More than 20 people have been taken to hospital following a chemical spill at a warehouse in Livingston, Scotland.
The chemical involved was understood to be denatonium benzoate, which is included in products such as shampoos and liquid soaps.
Lothian and Borders Fire and Rescue Service said 23 people were taken to the town's St John's hospital after complaining of breathlessness and throat irritation after the incident at the Palletways warehouse which happened as the chemical was being moved on a forklift truck.

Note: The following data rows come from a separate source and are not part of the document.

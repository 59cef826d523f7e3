//! RSA key management algorithms: RSA1_5, RSA-OAEP and RSA-OAEP-256.

use rsa::{Oaep, Pkcs1v15Encrypt, RsaPublicKey};
use sha1::Sha1;
use sha2::Sha256;

use crate::error::*;
use crate::key::Key;

/// RSA encryption scheme, one per registered identifier.
#[derive(Clone, Copy, Debug, PartialEq, Eq)]
pub(crate) enum RsaScheme {
    /// RSAES-PKCS1-v1_5 (`RSA1_5`)
    Pkcs1v15,
    /// RSAES-OAEP with SHA-1 (`RSA-OAEP`)
    OaepSha1,
    /// RSAES-OAEP with SHA-256 (`RSA-OAEP-256`)
    OaepSha256,
}

impl RsaScheme {
    pub(crate) fn wrap(&self, key: &Key, cek: &[u8]) -> Result<Vec<u8>, Error> {
        let pk: RsaPublicKey = match key {
            Key::RsaPublic(pk) => pk.clone(),
            // Wrapping with a private key uses its public half.
            Key::RsaPrivate(sk) => sk.to_public_key(),
            Key::Secret(_) => bail!(JWEError::InvalidKey),
        };
        let mut rng = rand::thread_rng();
        let encrypted = match self {
            RsaScheme::Pkcs1v15 => pk.encrypt(&mut rng, Pkcs1v15Encrypt, cek),
            RsaScheme::OaepSha1 => pk.encrypt(&mut rng, Oaep::new::<Sha1>(), cek),
            RsaScheme::OaepSha256 => pk.encrypt(&mut rng, Oaep::new::<Sha256>(), cek),
        }
        .map_err(|_| JWEError::InvalidKey)?;
        Ok(encrypted)
    }

    pub(crate) fn unwrap(&self, key: &Key, encrypted_cek: &[u8]) -> Result<Vec<u8>, Error> {
        let sk = match key {
            Key::RsaPrivate(sk) => sk,
            _ => bail!(JWEError::InvalidKey),
        };
        let cek = match self {
            RsaScheme::Pkcs1v15 => sk.decrypt(Pkcs1v15Encrypt, encrypted_cek),
            RsaScheme::OaepSha1 => sk.decrypt(Oaep::new::<Sha1>(), encrypted_cek),
            RsaScheme::OaepSha256 => sk.decrypt(Oaep::new::<Sha256>(), encrypted_cek),
        }
        .map_err(|_| JWEError::DecryptionFailed)?;
        Ok(cek)
    }
}

#[cfg(test)]
mod tests {
    use super::*;
    use crate::test_keys::{rsa_test_private_key, rsa_test_public_key};

    const SCHEMES: &[RsaScheme] = &[
        RsaScheme::Pkcs1v15,
        RsaScheme::OaepSha1,
        RsaScheme::OaepSha256,
    ];

    #[test]
    fn wrap_unwrap_roundtrip() {
        let pk = rsa_test_public_key();
        let sk = rsa_test_private_key();
        for scheme in SCHEMES {
            let cek = [0x5au8; 32];
            let encrypted = scheme.wrap(&pk, &cek).unwrap();
            assert_eq!(encrypted.len(), 256); // 2048-bit modulus
            assert_eq!(scheme.unwrap(&sk, &encrypted).unwrap(), cek);
        }
    }

    #[test]
    fn wrap_with_private_key_uses_public_half() {
        let sk = rsa_test_private_key();
        for scheme in SCHEMES {
            let cek = [0x11u8; 16];
            let encrypted = scheme.wrap(&sk, &cek).unwrap();
            assert_eq!(scheme.unwrap(&sk, &encrypted).unwrap(), cek);
        }
    }

    #[test]
    fn tampered_ciphertext_fails() {
        let pk = rsa_test_public_key();
        let sk = rsa_test_private_key();
        for scheme in SCHEMES {
            let mut encrypted = scheme.wrap(&pk, &[0x5au8; 32]).unwrap();
            encrypted[0] ^= 0x01;
            assert!(scheme.unwrap(&sk, &encrypted).is_err());
        }
    }

    #[test]
    fn unwrap_requires_a_private_key() {
        let pk = rsa_test_public_key();
        assert!(RsaScheme::OaepSha1.unwrap(&pk, &[0u8; 256]).is_err());
    }

    #[test]
    fn symmetric_key_rejected() {
        let key = Key::from_secret(b"0123456789abcdef");
        assert!(RsaScheme::OaepSha1.wrap(&key, &[0u8; 16]).is_err());
    }
}
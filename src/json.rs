//! JSON serialization (RFC 7516 section 7.2): General and Flattened forms,
//! with multiple recipients sharing one content encryption pass.

use serde::{Deserialize, Serialize};
use serde_json::Value;

use crate::algorithms::{ContentEncryption, KeyManagement, CEK};
use crate::base64;
use crate::error::*;
use crate::header::{self, HeaderMap, Validator};
use crate::key::{Key, KeySet};
use crate::token::compression_for;

/// One recipient of a JSON-serialized message.
#[derive(Clone, Debug)]
pub struct Recipient {
    /// Key the CEK is wrapped with for this recipient.
    pub key: Key,
    /// Per-recipient header parameters (typically `alg` and `kid`).
    pub header: HeaderMap,
}

impl Recipient {
    pub fn new(key: impl Into<Key>) -> Self {
        Recipient {
            key: key.into(),
            header: HeaderMap::new(),
        }
    }

    pub fn with_header_parameter(mut self, name: impl Into<String>, value: Value) -> Self {
        self.header.insert(name.into(), value);
        self
    }
}

/// Which of the two JSON forms to emit.
#[derive(Clone, Copy, Debug, PartialEq, Eq, Default)]
pub enum JsonFormat {
    /// The General form, with a `recipients` array.
    #[default]
    General,
    /// The Flattened form, for exactly one recipient.
    Flattened,
}

/// Options for JSON encryption.
///
/// `enc` must appear in the protected or unprotected header; `alg` in one of
/// those or in each recipient's header.
#[derive(Clone, Debug, Default)]
pub struct JsonEncryptOptions {
    /// Integrity-protected shared header.
    pub protected: HeaderMap,
    /// Shared header sent in the clear.
    pub unprotected: HeaderMap,
    /// Extra authenticated data beyond the protected header.
    pub aad: Option<Vec<u8>>,
    pub format: JsonFormat,
}

/// Outcome of a JSON decryption: the plaintext plus which recipient entries
/// (by index) yielded it and which were tried first and failed.
#[derive(Clone, Debug)]
pub struct DecryptionResult {
    pub plaintext: Vec<u8>,
    pub successful_recipients: Vec<usize>,
    pub failed_recipients: Vec<usize>,
}

/// Wire form. Every field is optional so both JSON forms parse into it; the
/// semantic checks happen afterwards.
#[derive(Serialize, Deserialize, Default)]
struct JweJson {
    #[serde(skip_serializing_if = "Option::is_none", default)]
    protected: Option<String>,
    #[serde(skip_serializing_if = "Option::is_none", default)]
    unprotected: Option<HeaderMap>,
    #[serde(skip_serializing_if = "Option::is_none", default)]
    header: Option<HeaderMap>,
    #[serde(skip_serializing_if = "Option::is_none", default)]
    encrypted_key: Option<String>,
    #[serde(skip_serializing_if = "Option::is_none", default)]
    recipients: Option<Vec<JsonRecipient>>,
    #[serde(skip_serializing_if = "Option::is_none", default)]
    aad: Option<String>,
    #[serde(skip_serializing_if = "Option::is_none", default)]
    iv: Option<String>,
    #[serde(skip_serializing_if = "Option::is_none", default)]
    ciphertext: Option<String>,
    #[serde(skip_serializing_if = "Option::is_none", default)]
    tag: Option<String>,
}

#[derive(Serialize, Deserialize, Default)]
struct JsonRecipient {
    #[serde(skip_serializing_if = "Option::is_none", default)]
    header: Option<HeaderMap>,
    #[serde(skip_serializing_if = "Option::is_none", default)]
    encrypted_key: Option<String>,
}

pub(crate) fn encrypt_json(
    validator: &Validator,
    payload: &[u8],
    recipients: &[Recipient],
    options: &JsonEncryptOptions,
) -> Result<String, Error> {
    ensure!(!recipients.is_empty(), JWEError::NoRecipients);
    if options.format == JsonFormat::Flattened {
        ensure!(recipients.len() == 1, JWEError::TooManyRecipients);
    }

    let shared = header::merge_disjoint(&[&options.protected, &options.unprotected])?;
    let enc = content_encryption_for(&shared)?;

    // Resolve and validate every recipient before touching the payload.
    let mut algs = Vec::with_capacity(recipients.len());
    for recipient in recipients {
        let merged = header::merge_disjoint(&[&shared, &recipient.header])?;
        let alg = key_management_for(&merged)?;
        if alg.is_direct() {
            ensure!(
                recipients.len() == 1,
                JWEError::DirectKeyWithMultipleRecipients
            );
        }
        validator.check(&merged, &recipient.key)?;
        algs.push(alg);
    }

    let payload = match compression_for(&shared)? {
        Some(compression) => compression.compress(payload)?,
        None => payload.to_vec(),
    };

    let cek = if algs[0].is_direct() {
        CEK::new(recipients[0].key.secret()?.to_vec())
    } else {
        CEK::new(enc.generate_cek())
    };

    let protected_b64 = if options.protected.is_empty() {
        None
    } else {
        Some(base64::encode(serde_json::to_string(&options.protected)?)?)
    };
    let aad_b64 = match &options.aad {
        Some(aad) => Some(base64::encode(aad)?),
        None => None,
    };
    let aad_input = authenticated_data(protected_b64.as_deref(), aad_b64.as_deref());

    let iv = enc.generate_iv();
    let (ciphertext, tag) = enc.encrypt(cek.as_bytes(), &iv, aad_input.as_bytes(), &payload)?;

    let mut wire_recipients = Vec::with_capacity(recipients.len());
    for (recipient, alg) in recipients.iter().zip(&algs) {
        let wrapped = alg.wrap(&recipient.key, cek.as_bytes())?;
        let mut recipient_header = recipient.header.clone();
        if let Some(parameters) = wrapped.header_parameters {
            recipient_header.insert("iv".to_string(), Value::String(parameters.iv));
            recipient_header.insert("tag".to_string(), Value::String(parameters.tag));
        }
        wire_recipients.push(JsonRecipient {
            header: if recipient_header.is_empty() {
                None
            } else {
                Some(recipient_header)
            },
            encrypted_key: if wrapped.encrypted_key.is_empty() {
                None
            } else {
                Some(base64::encode(&wrapped.encrypted_key)?)
            },
        });
    }

    let mut message = JweJson {
        protected: protected_b64,
        unprotected: if options.unprotected.is_empty() {
            None
        } else {
            Some(options.unprotected.clone())
        },
        aad: aad_b64,
        iv: Some(base64::encode(&iv)?),
        ciphertext: Some(base64::encode(&ciphertext)?),
        tag: Some(base64::encode(&tag)?),
        ..Default::default()
    };
    match options.format {
        JsonFormat::General => message.recipients = Some(wire_recipients),
        JsonFormat::Flattened => {
            let single = wire_recipients.pop().ok_or(JWEError::NoRecipients)?;
            message.header = single.header;
            message.encrypted_key = single.encrypted_key;
        }
    }
    Ok(serde_json::to_string(&message)?)
}

pub(crate) fn decrypt_json(
    validator: &Validator,
    message: &str,
    keys: &KeySet,
) -> Result<DecryptionResult, Error> {
    let parsed: JweJson = serde_json::from_str(message)
        .map_err(|e| JWEError::InvalidJsonFormat(e.to_string()))?;

    let wire_recipients = match parsed.recipients {
        Some(recipients) => {
            ensure!(
                parsed.header.is_none() && parsed.encrypted_key.is_none(),
                JWEError::InvalidJsonFormat(
                    "the recipients array excludes top-level header and encrypted_key".to_string()
                )
            );
            ensure!(
                !recipients.is_empty(),
                JWEError::InvalidJsonFormat("empty recipients array".to_string())
            );
            recipients
        }
        None => vec![JsonRecipient {
            header: parsed.header,
            encrypted_key: parsed.encrypted_key,
        }],
    };
    let ciphertext_b64 = parsed
        .ciphertext
        .ok_or_else(|| JWEError::InvalidJsonFormat("missing ciphertext".to_string()))?;

    let protected_b64 = parsed.protected.unwrap_or_default();
    let protected: HeaderMap = if protected_b64.is_empty() {
        HeaderMap::new()
    } else {
        serde_json::from_slice(&base64::decode(&protected_b64)?)
            .map_err(|_| JWEError::InvalidHeader)?
    };
    let unprotected = parsed.unprotected.unwrap_or_default();

    // The AAD is built from the transmitted strings, not re-encoded values.
    let aad_input = authenticated_data(
        if protected_b64.is_empty() {
            None
        } else {
            Some(protected_b64.as_str())
        },
        parsed.aad.as_deref(),
    );

    let iv = base64::decode(parsed.iv.as_deref().unwrap_or_default())?;
    let ciphertext = base64::decode(&ciphertext_b64)?;
    let tag = base64::decode(parsed.tag.as_deref().unwrap_or_default())?;

    let mut failed_recipients = Vec::new();
    for (index, recipient) in wire_recipients.iter().enumerate() {
        match try_recipient(
            validator,
            recipient,
            &protected,
            &unprotected,
            keys,
            aad_input.as_bytes(),
            &iv,
            &ciphertext,
            &tag,
        ) {
            Ok(plaintext) => {
                return Ok(DecryptionResult {
                    plaintext,
                    successful_recipients: vec![index],
                    failed_recipients,
                });
            }
            Err(_) => failed_recipients.push(index),
        }
    }
    bail!(JWEError::NoMatchingRecipient)
}

#[allow(clippy::too_many_arguments)]
fn try_recipient(
    validator: &Validator,
    recipient: &JsonRecipient,
    protected: &HeaderMap,
    unprotected: &HeaderMap,
    keys: &KeySet,
    aad: &[u8],
    iv: &[u8],
    ciphertext: &[u8],
    tag: &[u8],
) -> Result<Vec<u8>, Error> {
    let empty = HeaderMap::new();
    let recipient_header = recipient.header.as_ref().unwrap_or(&empty);
    let merged = header::merge_disjoint(&[protected, unprotected, recipient_header])?;

    let kid = merged.get("kid").and_then(Value::as_str);
    let key = keys.select(kid).ok_or(JWEError::MissingKey)?;
    validator.check(&merged, key)?;
    let alg = key_management_for(&merged)?;
    let enc = content_encryption_for(&merged)?;

    let encrypted_key = match &recipient.encrypted_key {
        Some(encrypted_key) => base64::decode(encrypted_key)?,
        None => Vec::new(),
    };
    let cek = CEK::new(alg.unwrap(key, &encrypted_key, &merged)?);
    let payload = enc.decrypt(cek.as_bytes(), iv, aad, ciphertext, tag)?;

    match compression_for(&merged)? {
        Some(compression) => compression.decompress(&payload),
        None => Ok(payload),
    }
}

/// AAD for the JSON forms (RFC 7516 section 5.1 step 14): the encoded
/// protected header, then a dot and the encoded extra data if present.
fn authenticated_data(protected_b64: Option<&str>, aad_b64: Option<&str>) -> String {
    match (protected_b64, aad_b64) {
        (Some(protected), Some(aad)) => format!("{}.{}", protected, aad),
        (Some(protected), None) => protected.to_string(),
        (None, Some(aad)) => format!(".{}", aad),
        (None, None) => String::new(),
    }
}

fn key_management_for(header: &HeaderMap) -> Result<KeyManagement, Error> {
    let name = header
        .get("alg")
        .and_then(Value::as_str)
        .ok_or(JWEError::MissingAlgorithm)?;
    KeyManagement::from_alg_name(name)
}

fn content_encryption_for(header: &HeaderMap) -> Result<ContentEncryption, Error> {
    let name = header
        .get("enc")
        .and_then(Value::as_str)
        .ok_or(JWEError::MissingEncryption)?;
    ContentEncryption::from_alg_name(name)
}
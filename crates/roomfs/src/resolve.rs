// SPDX-FileCopyrightText: 2025 Caspar Water Company
//
// SPDX-License-Identifier: Apache-2.0

//! Lookups over merged listings.

use crate::entry::{Entry, ParentLink};
use crate::error::{Result, display_path};
use crate::folder;
use crate::id::EntryId;
use crate::root::Namespace;
use diagnostics::*;
use std::future::Future;
use std::pin::Pin;

pub(crate) async fn child_by_name(
    ns: &Namespace,
    link: &ParentLink,
    name: &str,
) -> Result<Option<Entry>> {
    Ok(folder::list_children(ns, link)
        .await?
        .into_iter()
        .find(|c| c.name() == name))
}

pub(crate) async fn child_by_id(
    ns: &Namespace,
    link: &ParentLink,
    id: &EntryId,
) -> Result<Option<Entry>> {
    Ok(folder::list_children(ns, link)
        .await?
        .into_iter()
        .find(|c| c.id() == *id))
}

/// Walk `segments` from the root by exact name. A file in the middle of the
/// path ends the walk with `None`.
pub(crate) async fn resolve_path<S: AsRef<str>>(
    ns: &Namespace,
    segments: &[S],
) -> Result<Option<Entry>> {
    let mut current = Entry::Root(ns.clone());
    for (depth, segment) in segments.iter().enumerate() {
        let name = segment.as_ref();
        if !current.is_folder() {
            let path = display_path(&current.path());
            debug!("resolve stopped at file {path}", path: path);
            return Ok(None);
        }
        match current.child_by_name(name).await? {
            Some(child) => current = child,
            None => {
                let path: Vec<String> = segments[..=depth]
                    .iter()
                    .map(|s| s.as_ref().to_string())
                    .collect();
                let path = display_path(&path);
                debug!("resolve found nothing at {path}", path: path);
                return Ok(None);
            }
        }
    }
    Ok(Some(current))
}

/// Look for `id` among the children of `entry`, then within each child
/// folder in listing order.
pub(crate) fn descendant_by_id<'a>(
    entry: &'a Entry,
    id: &'a EntryId,
    max_depth: Option<usize>,
) -> Pin<Box<dyn Future<Output = Result<Option<Entry>>> + Send + 'a>> {
    Box::pin(async move {
        let children = entry.children().await?;
        if let Some(found) = children.iter().find(|c| c.id() == *id) {
            return Ok(Some(found.clone()));
        }
        let remaining = match max_depth {
            Some(0) => return Ok(None),
            Some(depth) => Some(depth - 1),
            None => None,
        };
        for child in children.iter().filter(|c| c.is_folder()) {
            if let Some(found) = descendant_by_id(child, id, remaining).await? {
                return Ok(Some(found));
            }
        }
        Ok(None)
    })
}
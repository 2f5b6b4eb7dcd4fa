// SPDX-FileCopyrightText: 2025 Caspar Water Company
//
// SPDX-License-Identifier: Apache-2.0

use bytes::Bytes;

pub const DEFAULT_MIMETYPE: &str = "application/octet-stream";

/// The whole content of one file version.
#[derive(Debug, Clone, PartialEq, Eq)]
pub struct Blob {
    data: Bytes,
    mimetype: String,
}

impl Blob {
    pub fn new<D: Into<Bytes>, M: Into<String>>(data: D, mimetype: M) -> Self {
        Self {
            data: data.into(),
            mimetype: mimetype.into(),
        }
    }

    /// A blob with the generic binary MIME type.
    pub fn octets<D: Into<Bytes>>(data: D) -> Self {
        Self::new(data, DEFAULT_MIMETYPE)
    }

    #[must_use]
    pub fn data(&self) -> &Bytes {
        &self.data
    }

    #[must_use]
    pub fn mimetype(&self) -> &str {
        &self.mimetype
    }

    #[must_use]
    pub fn size(&self) -> usize {
        self.data.len()
    }
}
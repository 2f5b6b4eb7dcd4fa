// SPDX-FileCopyrightText: 2025 Caspar Water Company
//
// SPDX-License-Identifier: Apache-2.0

//! Boundary to the event-sourced store that holds the authoritative tree.
//!
//! Folders are rooms, file versions are timeline events. Writes return the
//! id the store assigned, but listings only reflect a write once the store
//! has delivered it back through its feed.

use crate::blob::Blob;
use crate::error::Result;
use crate::id::EntryId;
use crate::membership::{Capabilities, FolderRole};
use async_trait::async_trait;
use chrono::{DateTime, Utc};
use serde::Serialize;
use std::sync::Arc;

/// Authoritative state of a folder.
#[derive(Debug, Clone, PartialEq)]
pub struct FolderRecord {
    pub id: EntryId,
    pub name: String,
    pub parent: Option<EntryId>,
    pub created_by: String,
    pub created_at: DateTime<Utc>,
    pub last_active: DateTime<Utc>,
}

/// Authoritative state of one file version.
#[derive(Debug, Clone, PartialEq)]
pub struct FileRecord {
    pub id: EntryId,
    pub folder: EntryId,
    pub name: String,
    pub version: u64,
    /// Back-reference to the version this one replaced.
    pub replaces: Option<EntryId>,
    pub locked: bool,
    pub size: usize,
    pub mimetype: String,
    pub sender: String,
    pub created_at: DateTime<Utc>,
    pub encryption: EncryptionStatus,
}

#[derive(Debug, Clone, Copy, PartialEq, Eq, Serialize)]
#[serde(rename_all = "camelCase")]
pub enum EncryptionStatus {
    EncryptionNotEnabled,
    Encrypted,
    DecryptionPending,
    Decrypted,
    DecryptionFailed,
}

/// A folder member as the store knows it.
#[derive(Debug, Clone, PartialEq)]
pub struct MemberRecord {
    pub user_id: String,
    pub role: FolderRole,
    pub since: Option<DateTime<Utc>>,
}

/// A folder this user has been invited to but not joined.
#[derive(Debug, Clone, PartialEq)]
pub struct Invite {
    pub folder: EntryId,
    pub name: String,
    pub inviter: String,
}

/// Structural change delivered by the store's live feed.
#[derive(Debug, Clone, PartialEq, Serialize)]
#[serde(tag = "type", rename_all = "snake_case")]
pub enum StoreEvent {
    FolderCreated {
        folder: EntryId,
        parent: Option<EntryId>,
    },
    ChildAdded {
        parent: EntryId,
        child: EntryId,
    },
    FolderRenamed {
        folder: EntryId,
        parent: Option<EntryId>,
    },
    /// A file event landed in a folder's timeline.
    FileTimeline {
        folder: EntryId,
        file: EntryId,
        replaces: Option<EntryId>,
    },
    FileStateChanged {
        folder: EntryId,
        file: EntryId,
    },
    Invited {
        folder: EntryId,
    },
    Left {
        folder: EntryId,
    },
}

pub type FeedListener = Arc<dyn Fn(&StoreEvent) + Send + Sync>;

/// Handle returned by [`BackingStore::bind`].
#[derive(Debug, Clone, Copy, PartialEq, Eq, Hash)]
pub struct BindingId(pub u64);

#[async_trait]
pub trait BackingStore: Send + Sync {
    /// The user this store acts as.
    fn user_id(&self) -> String;

    // Authoritative listings
    async fn top_level_folders(&self) -> Result<Vec<FolderRecord>>;
    async fn child_folders(&self, folder: &EntryId) -> Result<Vec<FolderRecord>>;
    /// Current (not replaced, not deleted) file versions in a folder.
    async fn current_files(&self, folder: &EntryId) -> Result<Vec<FileRecord>>;
    async fn folder_record(&self, folder: &EntryId) -> Result<Option<FolderRecord>>;
    /// Any version within the locally loaded window, current or replaced.
    async fn file_record(&self, folder: &EntryId, file: &EntryId) -> Result<Option<FileRecord>>;

    // Structure writes
    async fn create_folder(&self, parent: Option<&EntryId>, name: &str) -> Result<EntryId>;
    async fn create_file(&self, folder: &EntryId, name: &str, blob: &Blob) -> Result<EntryId>;
    async fn create_version(
        &self,
        folder: &EntryId,
        replaces: &EntryId,
        name: &str,
        blob: &Blob,
        version: u64,
    ) -> Result<EntryId>;
    async fn rename_folder(&self, folder: &EntryId, name: &str) -> Result<()>;
    async fn rename_file(&self, folder: &EntryId, file: &EntryId, name: &str) -> Result<()>;
    async fn delete_folder(&self, folder: &EntryId) -> Result<()>;
    async fn delete_file(&self, folder: &EntryId, file: &EntryId) -> Result<()>;
    async fn set_locked(&self, folder: &EntryId, file: &EntryId, locked: bool) -> Result<()>;

    // Blob transport
    async fn download(&self, folder: &EntryId, file: &EntryId) -> Result<Blob>;
    async fn is_encrypted(&self, folder: &EntryId) -> Result<bool>;

    // Membership
    async fn members(&self, folder: &EntryId) -> Result<Vec<MemberRecord>>;
    /// `None` if `user_id` is not a member.
    async fn role(&self, folder: &EntryId, user_id: &str) -> Result<Option<FolderRole>>;
    async fn capabilities(&self, folder: &EntryId, user_id: &str) -> Result<Capabilities>;
    async fn invite(&self, folder: &EntryId, user_id: &str) -> Result<()>;
    async fn kick(&self, folder: &EntryId, user_id: &str) -> Result<()>;
    async fn set_role(&self, folder: &EntryId, user_id: &str, role: FolderRole) -> Result<()>;

    // Feed
    fn bind(&self, listener: FeedListener) -> BindingId;
    fn unbind(&self, binding: BindingId);

    // Lifecycle
    async fn start(&self) -> Result<()>;
    async fn wait_ready(&self) -> Result<()>;
    async fn stop(&self);
    async fn logout(&self) -> Result<()>;
    async fn deactivate(&self, erase: bool) -> Result<()>;
    async fn pending_invites(&self) -> Result<Vec<Invite>>;
    async fn join(&self, folder: &EntryId) -> Result<()>;
}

A fire service spokeswoman told the Press Association: "More than 20 firefighters were called to a chemical spill at Palletways warehouse in Livingston, West Lothian, shortly after 8am this morning.
"A small spillage of non-toxic chemical occurred at the business in Simpson Parkway, near MacIntosh Road, Kirkton, Livingston.
"The building was evacuated by fire crews and 23 people were checked over at the scene by ambulance crews before being taken to St John's Hospital in Livingston for a check-up after the incident.
"The casualties were complaining of throat irritation and mild breathlessness.
"Firefighters using breathing apparatus and wearing gas-tight chemical suits dealt with the spillage and made the area safe."
Denatonium benzoate, often known as Bitrex, is a foul-tasting substance used in toxic household products, such as bleach or anti-freeze, to make them taste bitter and prevent accidental ingestion.
Dr Alison McCallum, director of public health and health policy at NHS Lothian, said: "NHS Lothian was alerted to the non-toxic chemical spill and appropriate action plans were immediately activated at St John's Hospital to deal with any casualties.
"The chemical involved, denatonium benzoate, was quickly identified as non-toxic and, therefore, there was no risk to the wider community.
"A total of 23 people were identified as having minor symptoms and they were assessed and treated in the accident and emergency department in St John's.
"There is no impact on the services at St John's, which continue to run normally."